ACM provides service to local and regional communities by supporting more than 700 professional and student chapters worldwide, 20 percent of which are outside the United States. These chapters provide a means for professionals to gather for lectures, seminars, and other events. Some of the SIGs do not allow national chapters (e.g., a U.K. chapter, as opposed to a London chapter) for political reasons, but ACM does charter national chapters. The ACM Lectureship Program, which provides speakers for chapter events, and the ACM International Collegiate Programming Contest are both valuable programs, especially for students.
The primary ACM member publication is the monthly Communications of the ACM. It provides articles of general interest and some in-depth discussions, with a different focus each month. The ACM also publishes many journals recognizing research accomplishments in specialized areas such as graphics, programming languages, and Internet technology, and books from the ACM Press cover a wide spectrum of the computing field. In addition, the SIGs produce newsletters and conference proceedings in their specialty areas. The ACM Digital Library contains the full text of all articles published by the association over the past 50 years in journals, transactions, and conference proceedings.

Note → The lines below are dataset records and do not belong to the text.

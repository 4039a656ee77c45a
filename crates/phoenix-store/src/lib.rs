//! # Phoenix Store
//!
//! Persistence boundary for agent state.
//!
//! ```text
//! ┌──────────────────────────────────────────────┐
//! │                 AgentStore                   │
//! │   save / load / list / delete (async)        │
//! ├──────────────────────┬───────────────────────┤
//! │ InMemoryAgentStore   │ JsonFileStore         │
//! │ (DashMap)            │ ({id}.json + cache)   │
//! └──────────────────────┴───────────────────────┘
//! ```
//!
//! Records round-trip without loss, including performance history and
//! its statistical significance. A [`PopulationRoster`] next to the store
//! names the agents of the latest population.

pub mod json;
pub mod memory;
pub mod roster;
pub mod store;

pub use json::JsonFileStore;
pub use memory::InMemoryAgentStore;
pub use roster::{PopulationRoster, ROSTER_FILE};
pub use store::{load_all, save_population, validate_id, AgentStore};
impl StatisticalValidator {
    pub fn new(alpha: f64) -> Result<Self, ConfigError> {
        if !(alpha > 0.0 && alpha < 1.0) {
            return Err(ConfigError::InvalidSignificance(alpha));
        }
        Ok(Self {
            alpha,
            target_power: TARGET_POWER,
            min_effect_size: MIN_EFFECT_SIZE,
        })
    }

    pub fn from_config(config: &PhoenixConfig) -> Result<Self, ConfigError> {
        Self::new(config.significance_threshold)
    }

    pub fn alpha(&self) -> f64 {
        self.alpha
    }

    pub fn target_power(&self) -> f64 {
        self.target_power
    }

    pub fn min_effect_size(&self) -> f64 {
        self.min_effect_size
    }

    /// OLS of average fitness on generation
    pub fn analyze_trend(
        &self,
        history: &[EvolutionStatistics],
    ) -> Result<StatisticalAnalysis, StatisticsError> {
        if history.len() < MIN_TREND_GENERATIONS {
            return Ok(StatisticalAnalysis::insufficient_data("trend", MIN_TREND_GENERATIONS));
        }
        let x: Vec<f64> = history.iter().map(|s| s.generation as f64).collect();
        let y: Vec<f64> = history.iter().map(|s| s.average_fitness).collect();
        let fit = linear_regression(&x, &y, self.alpha)?;

        let significant = fit.is_significant(self.alpha);
        let direction = if fit.slope > 0.0 { "increasing" } else { "decreasing" };
        let interpretation = if significant {
            format!(
                "Fitness shows {direction} trend over generations (p={:.4}, r={:.3})",
                fit.p_value, fit.r_value
            )
        } else {
            format!(
                "Fitness shows {direction} trend over generations (not significant, p={:.4})",
                fit.p_value
            )
        };

        let mut recommendations = Vec::new();
        if significant && fit.slope > 0.0 {
            recommendations.push("Evolution is showing significant improvement".to_string());
        } else if !significant {
            recommendations
                .push("Consider running more generations or adjusting parameters".to_string());
        }

        Ok(self.fit_analysis("linear_trend_analysis", &fit, significant, interpretation, recommendations))
    }

    /// Welch t-test between the first and last generation's fitness samples
    pub fn analyze_improvement(
        &self,
        history: &[EvolutionStatistics],
    ) -> Result<StatisticalAnalysis, StatisticsError> {
        let (first, last) = match (history.first(), history.last()) {
            (Some(first), Some(last)) if history.len() >= MIN_TREND_GENERATIONS => (first, last),
            _ => {
                return Ok(StatisticalAnalysis::insufficient_data(
                    "improvement",
                    MIN_TREND_GENERATIONS,
                ))
            }
        };
        let (before, after) = (&first.fitness_samples, &last.fitness_samples);
        let diff = last.average_fitness - first.average_fitness;

        if before.len() < 2 || after.len() < 2 {
            return Ok(indeterminate(diff, "fitness samples are missing"));
        }
        let (v1, v2) = (variance(before, 1), variance(after, 1));
        if v1 <= f64::EPSILON && v2 <= f64::EPSILON {
            return Ok(indeterminate(diff, "fitness has zero variance in both generations"));
        }

        let (n1, n2) = (before.len() as f64, after.len() as f64);
        let (se1, se2) = (v1 / n1, v2 / n2);
        let se = (se1 + se2).sqrt();
        let df = (se1 + se2).powi(2) / (se1.powi(2) / (n1 - 1.0) + se2.powi(2) / (n2 - 1.0));
        let diff = mean(after) - mean(before);

        let p_value = t_p_value(diff / se, df)?;
        let margin = t_critical(df, 1.0 - self.alpha)? * se;
        let effect = cohens_d(before, after);
        let significant = p_value < self.alpha;
        debug!(t = diff / se, df, p_value, effect, "Welch improvement test");

        let interpretation = if significant {
            format!("Fitness improvement: {diff:.3} (significant, p={p_value:.4}, d={effect:.3})")
        } else {
            format!("Fitness improvement: {diff:.3} (not significant, p={p_value:.4})")
        };
        let mut recommendations = Vec::new();
        if significant && diff > 0.0 {
            recommendations.push("Significant improvement detected - evolution is working".to_string());
        } else if !significant {
            recommendations
                .push("No significant improvement - consider parameter adjustment".to_string());
        }

        Ok(StatisticalAnalysis {
            test_name: "generation_improvement_test".to_string(),
            p_value,
            effect_size: effect.abs(),
            confidence_interval: (diff - margin, diff + margin),
            is_significant: significant,
            low_confidence: false,
            interpretation,
            recommendations,
        })
    }

    /// Trend and improvement combined: the larger p-value and the larger
    /// effect; significant only when p < α and the effect exceeds the minimum
    pub fn analyze_performance(
        &self,
        history: &[EvolutionStatistics],
    ) -> Result<StatisticalAnalysis, StatisticsError> {
        info!(generations = history.len(), "Analyzing performance");
        if history.len() < MIN_TREND_GENERATIONS {
            return Ok(StatisticalAnalysis::insufficient_data(
                "performance",
                MIN_TREND_GENERATIONS,
            ));
        }

        let trend = self.analyze_trend(history)?;
        let improvement = self.analyze_improvement(history)?;

        let p_value = trend.p_value.max(improvement.p_value);
        let effect_size = trend.effect_size.max(improvement.effect_size);
        let mut recommendations = trend.recommendations.clone();
        for r in &improvement.recommendations {
            if !recommendations.contains(r) {
                recommendations.push(r.clone());
            }
        }

        let combined = StatisticalAnalysis {
            test_name: "combined_analysis".to_string(),
            p_value,
            effect_size,
            confidence_interval: improvement.confidence_interval,
            is_significant: p_value < self.alpha && effect_size > self.min_effect_size,
            low_confidence: trend.low_confidence || improvement.low_confidence,
            interpretation: format!(
                "Combined analysis: {}. {}",
                trend.interpretation, improvement.interpretation
            ),
            recommendations,
        };
        info!(
            p_value = combined.p_value,
            effect_size = combined.effect_size,
            significant = combined.is_significant,
            "Performance analysis complete"
        );
        Ok(combined)
    }

    /// Fitness variance and diversity over the last generations must both
    /// fall with a significant slope
    pub fn analyze_convergence(
        &self,
        history: &[EvolutionStatistics],
    ) -> Result<StatisticalAnalysis, StatisticsError> {
        if history.len() < CONVERGENCE_WINDOW {
            return Ok(StatisticalAnalysis::insufficient_data("convergence", CONVERGENCE_WINDOW));
        }
        let window = &history[history.len() - CONVERGENCE_WINDOW..];
        let x: Vec<f64> = (0..window.len()).map(|i| i as f64).collect();
        let variances: Vec<f64> = window.iter().map(|s| s.fitness_variance).collect();
        let diversity: Vec<f64> = window.iter().map(|s| s.population_diversity).collect();

        let variance_fit = linear_regression(&x, &variances, self.alpha)?;
        let diversity_fit = linear_regression(&x, &diversity, self.alpha)?;

        let converging = variance_fit.slope < 0.0
            && diversity_fit.slope < 0.0
            && variance_fit.is_significant(self.alpha)
            && diversity_fit.is_significant(self.alpha);

        let trend = |fit: &LinearFit| if fit.slope < 0.0 { "decreasing" } else { "not decreasing" };
        let interpretation = format!(
            "Fitness variance {} (p={:.4}), diversity {} (p={:.4}): {}",
            trend(&variance_fit),
            variance_fit.p_value,
            trend(&diversity_fit),
            diversity_fit.p_value,
            if converging { "converging" } else { "not converging" }
        );
        let recommendation = if converging {
            "Population is converging - consider stopping evolution"
        } else {
            "Population not converging - continue evolution or adjust parameters"
        };

        Ok(StatisticalAnalysis {
            test_name: "convergence_analysis".to_string(),
            p_value: variance_fit.p_value.max(diversity_fit.p_value),
            effect_size: variance_fit.r_value.abs().min(diversity_fit.r_value.abs()),
            confidence_interval: variance_fit.slope_ci,
            is_significant: converging,
            low_confidence: variance_fit.degenerate || diversity_fit.degenerate,
            interpretation,
            recommendations: vec![recommendation.to_string()],
        })
    }

    /// Regression of population diversity on generation
    pub fn analyze_diversity(
        &self,
        history: &[EvolutionStatistics],
    ) -> Result<StatisticalAnalysis, StatisticsError> {
        if history.len() < MIN_DIVERSITY_GENERATIONS {
            return Ok(StatisticalAnalysis::insufficient_data(
                "diversity",
                MIN_DIVERSITY_GENERATIONS,
            ));
        }
        let x: Vec<f64> = history.iter().map(|s| s.generation as f64).collect();
        let y: Vec<f64> = history.iter().map(|s| s.population_diversity).collect();
        let fit = linear_regression(&x, &y, self.alpha)?;

        let significant = fit.is_significant(self.alpha);
        let direction = if fit.slope > 0.0 { "increasing" } else { "decreasing" };
        let interpretation = if significant {
            format!(
                "Population diversity is {direction} (significant, p={:.4}, r={:.3})",
                fit.p_value, fit.r_value
            )
        } else {
            format!("Population diversity is {direction} (not significant, p={:.4})", fit.p_value)
        };
        let recommendation = match (significant, fit.slope < 0.0) {
            (true, true) => "Diversity is decreasing - consider increasing mutation rate",
            (true, false) => "Diversity is increasing - good for exploration",
            _ => "Diversity trend not significant - monitor closely",
        };

        Ok(self.fit_analysis(
            "diversity_analysis",
            &fit,
            significant,
            interpretation,
            vec![recommendation.to_string()],
        ))
    }

    fn fit_analysis(
        &self,
        test_name: &str,
        fit: &LinearFit,
        is_significant: bool,
        interpretation: String,
        recommendations: Vec<String>,
    ) -> StatisticalAnalysis {
        StatisticalAnalysis {
            test_name: test_name.to_string(),
            p_value: fit.p_value,
            effect_size: fit.r_value.abs(),
            confidence_interval: fit.slope_ci,
            is_significant,
            low_confidence: fit.degenerate,
            interpretation,
            recommendations,
        }
    }
}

The ACM sponsors eight major awards to recognize technical and professional accomplishments in the field of computing, and most SIGs also have awards for accomplishments in their specialty areas. The highest ACM award, the Turing Award, is often described as “the Nobel Prize of Computing.” It was given in 2001 to Andrew Chi-Chih Yao in recognition of his work in computation theory, which included cryptography, the study of techniques for secret writing used in creating codes.
Although the ACM maintains its central goal of providing information and service to computing students and professionals, it has expanded its focus over the years to adapt to changing times. With today's increased focus on theory and people, rather than on machinery per se, the original name, Association for Computing Machinery, is seldom used. Although ACM used to sponsor a large general computing conference each year, major successful conferences are now sponsored by the SIGs. For example, ACM SIGGRAPH sponsors a large general conference on computer graphics and interactive techniques that draws 35,000–45,000 attendees, as well as a dozen smaller, more focused conferences and workshops on topics such as games technology and virtual reality; and SIGARCH co-sponsors the Supercomputing Conference with IEEE (Institute of Electrical and Electronic Engineers, Inc.) Computer Society.